心臓の検査で認知症がわかる?心臓交感神経シンチグラフィーによる認知症診断

心臓交感神経シンチグラフィーによる認知症診断

脳神経の仕組み

人間に脳には、千数百億の神経細胞があるといわれています。神経細胞は、細胞体と軸索と樹状突起で一つの塊を作っています。その塊をニューロンと呼んでいます。

ニューロンは、脳の中に密集していますがお互いはつながっていません。ほんのわずか離れています。

脳からでた指令は電気信号となって伝わりますが、離れたニューロン同士は伝令役の成分が信号を伝えます。

それが神経伝達物質と呼ばれる成分です。脳の神経伝達物質のひとつがノルエピネフィリンという成分です。

ニューロンに電気信号が伝わると、ノルエピネフィリンは、神経の端から飛び出して、離れた神経に伝えます。役目を終えるとまた神経に取り込まれて再利用されます。

これが交感神経の情報伝達の仕組みです。

認知症と交感神経機能

認知症の中には、交感神経機能が低下して情報伝達がうまくできなくなるものがあります。

また、交感神経機能が低下すると、一度利用したノルエピネフィリン再利用がうまくできなくなります。

再利用ができないと伝令役のノルエピネフィリンが不足して情報の伝達がうまくできなくなります。

認知症の中でも、レビー小体型認知症パーキンソン病ではこの再利用する機能が大きく低下することが分かっています。

アルツハイマー病やパーキンソン病と区別が難しいパーキンソニズムは再利用する機能は保たれます。

再利用機能が正常な認知症
アルツハイマー病、パーキンソニズム
再利用機能が低下する認知症
レビー小体型認知症、パーキンソン病

交感神経の再利用機能を調べることで認知症のタイプがわかる

この特徴を利用すれば、どの種類の認知症か判断する手がかりになります。

MIBG心筋交感神経シンチグラフィー

MIBG心筋交感神経シンチグラフィーは病院で行われる核医学検査のひとつです。

ノルエピネフィリンの再利用機能を調べることで間接的に脳の交感神経機能の低下を調べます。

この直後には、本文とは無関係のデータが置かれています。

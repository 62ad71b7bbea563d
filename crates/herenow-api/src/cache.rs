//! Time-boxed memoization of presence snapshots.
//!
//! Sits in front of the event store's aggregation to bound database
//! load under bursty polling. A snapshot younger than the TTL is served
//! as-is; anything older is recomputed synchronously by the caller.
//! Concurrent misses on the same key may each recompute - aggregation
//! is a pure function of store state, so the last writer's snapshot
//! wins and both are valid.

use std::collections::HashMap;
use std::sync::Mutex;
use std::time::{Duration, Instant};

use herenow_core::error::HereNowError;
use herenow_core::types::PresenceSnapshot;

/// Cache key separator. A unit separator cannot appear in a hostname or
/// URL path, so ("ab","c") and ("a","bc") never collide.
const KEY_SEPARATOR: char = '\u{1f}';

struct CacheEntry {
    snapshot: PresenceSnapshot,
    stored_at: Instant,
}

/// TTL-bounded snapshot cache, shared across request handlers.
///
/// The mutex guards only map reads/writes; aggregation runs outside it.
pub struct StatsCache {
    ttl: Duration,
    max_entries: usize,
    entries: Mutex<HashMap<String, CacheEntry>>,
}

impl StatsCache {
    pub fn new(ttl: Duration, max_entries: usize) -> Self {
        Self {
            ttl,
            max_entries,
            entries: Mutex::new(HashMap::new()),
        }
    }

    fn key(domain: &str, path: &str) -> String {
        format!("{}{}{}", domain, KEY_SEPARATOR, path)
    }

    /// Return the cached snapshot for a page if it is younger than the
    /// TTL.
    pub fn get_fresh(&self, domain: &str, path: &str) -> Option<PresenceSnapshot> {
        let entries = self.entries.lock().ok()?;
        let entry = entries.get(&Self::key(domain, path))?;
        if entry.stored_at.elapsed() < self.ttl {
            Some(entry.snapshot.clone())
        } else {
            None
        }
    }

    /// Store a freshly computed snapshot, sweeping stale entries when
    /// the soft ceiling is exceeded.
    pub fn store(&self, snapshot: PresenceSnapshot) {
        let Ok(mut entries) = self.entries.lock() else {
            return;
        };
        let key = Self::key(&snapshot.domain, &snapshot.path);
        entries.insert(
            key,
            CacheEntry {
                snapshot,
                stored_at: Instant::now(),
            },
        );

        // Lazy sweep, not a background timer: drop entries stale beyond
        // twice the TTL once the map grows past the ceiling.
        if entries.len() > self.max_entries {
            let cutoff = self.ttl * 2;
            entries.retain(|_, e| e.stored_at.elapsed() < cutoff);
        }
    }

    /// Serve from cache or recompute via `compute` and remember the
    /// result. Computation runs with the lock released.
    pub fn get_or_compute<F>(
        &self,
        domain: &str,
        path: &str,
        compute: F,
    ) -> Result<PresenceSnapshot, HereNowError>
    where
        F: FnOnce() -> Result<PresenceSnapshot, HereNowError>,
    {
        if let Some(snapshot) = self.get_fresh(domain, path) {
            return Ok(snapshot);
        }
        let snapshot = compute()?;
        self.store(snapshot.clone());
        Ok(snapshot)
    }

    /// Number of cached entries, fresh or stale.
    pub fn len(&self) -> usize {
        self.entries.lock().map(|e| e.len()).unwrap_or(0)
    }

    pub fn is_empty(&self) -> bool {
        self.len() == 0
    }
}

目的は脳の中の交感神経機能を調べることです。しかし、脳の血液脳関門を通過できる成分は限られているため直接評価するのは難しいです。

そこで、交感神経が豊富にある心臓を調べることで間接的に脳の交感神経機能を調べます。

123I-MIBGを使った検査

123Iというヨード成分が主体の放射性医薬品を使います。ノルエピネフィリンと非常に似た構造をしています。

交感神経がノルエピネフィリンを再利用するときに一緒に取り込まれます。つまり、MIBGを画像化すればその分布をみることができます。

検査の流れ

  1. 静脈注射によってMIBGが体内に投与されます。
  2. 十分に広がるまで、15分~25分ほど待ちます。
  3. 撮影をします。(30~40分)

心臓に集まった放射性医薬品から出てくる放射線をガンマカメラで撮影します。

心臓への薬の集まり程度を計測するための撮影

5分程度の撮影です。平面像の撮影をします。

心臓への分布を見るための立体像の撮影

25分程度の撮影です。ガンマカメラが体の周りをゆっくり回りながら撮影します。

2つの撮影をあわせて30~40分程度です。

基本的には撮影は2回

心臓の交感神経に取り込まれた薬は、正常であれば4時間以上とどまります。

しかし、交感神経機能が低下していると少しづつ血液の中に流れでていきます。その様子を見るために、撮影は2回行われます。

一般的には注射後15~25分後3時間後の2回です。(施設によって方法は多少異なります)

画像の評価について

心臓への薬の集まり具合を計測する

平面像を使って計測します。心臓と縦隔の放射線の量を測定して比を求めます。HM比と呼ばれます。

その比によって、取り込みの低下の程度を計測します。古くから行われている非常に信頼性の高い方法で、比を使って症状の程度を推測できます。

分布を見たり、血管障害が無いかを調べる

心臓をいろいろな方向から見た平面像をつくります。
どの部分が多いのか少ないのかを調べます。

心臓は心筋梗塞や一時的な虚血(血液不足)などの血管障害でもダメージを受けます。血管障害があるとHM比が低く計測されることもあり、認知症による交感神経機能低下を正しく評価できません。

この画像を詳しくみることで血管障害が無いか調べるこができます。